Renaissance on ingratitude

Renaissance on ingratitude March 20, 2006

A few quotations from Renaissance writers on the subject of ingratitude, drawn from Catherine Dunn’s excellent 1946 CUA dissertation on the subject:

Lodowick Bryskett argued that ingratitude was contrary to reason: “How shamefull a thing is it therefore to man, that brute beasts should give him examples of gratitude; and he contrariwise, on whom God hath bestowed so great a gift as reason to discerne the good from the bad, should rather follow the example of the worst sort of beasts in doing ill, then of such as by naturall instinct shew him the way to goodnesse?”


Simon Howard quoted from Cicero, who claimed that ingratitude was inhuman: “Nihil tam inhmanum, tam immane, tam ferum, quam committere ut beneficio non dicam indignus, sed victus esse videare.”
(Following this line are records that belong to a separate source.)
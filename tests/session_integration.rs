//! End-to-end behavior of a shell session, one input line at a time.

use fakeshell::core::parser::tokenize;
use fakeshell::models::FileSeed;
use fakeshell::{Session, ShellConfig};

fn session() -> Session {
    Session::new(ShellConfig {
        banner: None,
        ..Default::default()
    })
}

fn run(session: &mut Session, line: &str) -> Vec<String> {
    session.handle_input(line)
}

#[test]
fn test_quoted_tokens() {
    let tokens = tokenize(r#"echo "hello world" foo"#);
    assert_eq!(tokens[0], "echo");
    assert_eq!(&tokens[1..], ["hello world", "foo"]);
}

#[test]
fn test_cd_up() {
    let mut shell = session();
    run(&mut shell, "cd /usr/");
    assert_eq!(shell.working_directory(), "/usr/");
    run(&mut shell, "cd ..");
    assert_eq!(shell.working_directory(), "/");
    run(&mut shell, "cd ..");
    assert_eq!(shell.working_directory(), "/");
}

#[test]
fn test_nested_cd_up() {
    let mut shell = session();
    run(&mut shell, "mkdir /usr/lib");
    run(&mut shell, "cd /usr/lib");
    assert_eq!(shell.working_directory(), "/usr/lib/");
    run(&mut shell, "cd ../");
    assert_eq!(shell.working_directory(), "/usr/");
}

#[test]
fn test_ls_marks_directories() {
    let mut shell = session();
    run(&mut shell, "mkdir /home/docs");
    run(&mut shell, "touch /home/docs/readme");

    assert_eq!(run(&mut shell, "ls /home"), vec!["docs/"]);
    assert_eq!(run(&mut shell, "ls /home/docs"), vec!["readme"]);
}

#[test]
fn test_mkdir_twice() {
    let mut shell = session();
    assert!(run(&mut shell, "mkdir /usr/new").is_empty());
    assert_eq!(
        run(&mut shell, "mkdir /usr/new"),
        vec!["mkdir: cannot create directory '/usr/new': File exists"]
    );
}

#[test]
fn test_cat_directory() {
    let mut shell = session();
    run(&mut shell, "mkdir stuff");
    for path in ["stuff", "/stuff/", "home", "/"] {
        let output = run(&mut shell, &format!("cat {}", path));
        assert_eq!(output.len(), 1);
        assert!(output[0].ends_with("Is a directory"), "{:?}", output);
    }
}

#[test]
fn test_redirect_round_trip() {
    let mut shell = session();
    assert!(run(&mut shell, r#"echo "abc" > f.txt"#).is_empty());
    assert_eq!(run(&mut shell, "cat f.txt"), vec!["abc"]);
    assert_eq!(run(&mut shell, "ls"), vec!["home/\tusr/\tf.txt"]);
}

#[test]
fn test_redirect_relative_to_cwd() {
    let mut shell = session();
    run(&mut shell, "cd usr");
    run(&mut shell, "echo plan > notes");
    assert_eq!(run(&mut shell, "cat /usr/notes"), vec!["plan"]);
}

#[test]
fn test_pipe_into_grep() {
    let mut shell = session();
    assert_eq!(run(&mut shell, r#"echo "a" | grep a"#), vec!["a"]);
    assert!(run(&mut shell, r#"echo "a" | grep b"#).is_empty());
}

#[test]
fn test_pipe_ls_into_grep() {
    let mut shell = session();
    assert_eq!(run(&mut shell, "ls /usr | grep secret"), vec!["secretformula.txt"]);
    assert!(run(&mut shell, "ls /usr | grep plankton").is_empty());
}

#[test]
fn test_grep_file_contents() {
    let mut shell = session();
    assert_eq!(
        run(&mut shell, "grep plankton /usr/secretformula.txt"),
        vec!["It's plankton!"]
    );
    assert_eq!(run(&mut shell, "grep x"), vec!["usage: grep PATTERN [FILE]"]);
}

#[test]
fn test_pipe_then_redirect() {
    let mut shell = session();
    run(&mut shell, "echo apple | grep p > fruit");
    assert_eq!(run(&mut shell, "cat fruit"), vec!["apple"]);
}

#[test]
fn test_piped_output_is_trailing_operand() {
    let mut shell = session();
    // echo only prints its first operand, which is its own when it has one
    assert_eq!(run(&mut shell, "echo one | echo two"), vec!["two"]);
    assert_eq!(run(&mut shell, "echo one | echo"), vec!["one"]);
}

#[test]
fn test_unknown_in_pipeline() {
    let mut shell = session();
    assert_eq!(
        run(&mut shell, "nope | grep found"),
        vec!["nope: command not found"]
    );
}

#[test]
fn test_rm_missing_leaves_fs() {
    let mut shell = session();
    let before: Vec<_> = shell.filesystem().iter().cloned().collect();
    assert_eq!(
        run(&mut shell, "rm /nothing/here"),
        vec!["rm: cannot remove '/nothing/here': No such file or directory"]
    );
    let after: Vec<_> = shell.filesystem().iter().cloned().collect();
    assert_eq!(before, after);
}

#[test]
fn test_rm_directory_orphans_children() {
    let mut shell = session();
    run(&mut shell, "rm usr");
    assert_eq!(run(&mut shell, "ls"), vec!["home/"]);
    // The child record survives the removal of its parent
    assert_eq!(
        run(&mut shell, "cat /usr/secretformula.txt"),
        vec!["It's plankton!"]
    );
}

#[test]
fn test_touch_keeps_content() {
    let mut shell = session();
    run(&mut shell, "echo keep > k");
    run(&mut shell, "touch k");
    run(&mut shell, "touch /k");
    assert_eq!(run(&mut shell, "cat k"), vec!["keep"]);
}

#[test]
fn test_case_insensitive_commands() {
    let mut shell = session();
    assert_eq!(run(&mut shell, "PWD"), vec!["/"]);
    assert_eq!(run(&mut shell, "Echo hi"), vec!["hi"]);
}

#[test]
fn test_exit() {
    let mut shell = session();
    assert!(shell.is_running());
    run(&mut shell, "exit");
    assert!(!shell.is_running());
}

#[test]
fn test_custom_seed() {
    let mut shell = Session::new(ShellConfig {
        banner: Some("welcome".to_string()),
        host: "vault".to_string(),
        user: "dweller".to_string(),
        files: vec![
            FileSeed::dir("/", "etc"),
            FileSeed::file("/etc/", "passwd", "root:x:0:0"),
        ],
    });

    assert_eq!(shell.drain_output(), vec!["welcome"]);
    assert_eq!(shell.prompt(), "dweller@vault:/$  ");
    assert_eq!(run(&mut shell, "cat /etc/passwd"), vec!["root:x:0:0"]);
    assert_eq!(run(&mut shell, "ls"), vec!["etc/"]);
}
William Bullein makes a similar point in his 1579 Bulwarke of Defence against all Sicknesse: “There is also an other evyll, ioyned to condicions of wycked Men, whych is none of the passions of the Mynde, nor yet an infirmitye of Nature; but rather is an euyll moste intollerable and moste odious of all unto a good Nature, which is called Ingratitude, churlishness, or unkyndnesse.”

In As You Like It, Shakespeare compared the winter wind to human ingratitude: “Blow, blow, thou winter wind,/Thou art not so unkind/ As man’s ingratitude . . . . Freeze, freeze, thou bitter sky,/ That dost not bite so nigh/ As benefits forgot./ Though thou the waters warp,/ Thy sting is not so sharp/ As friend remember’d not.”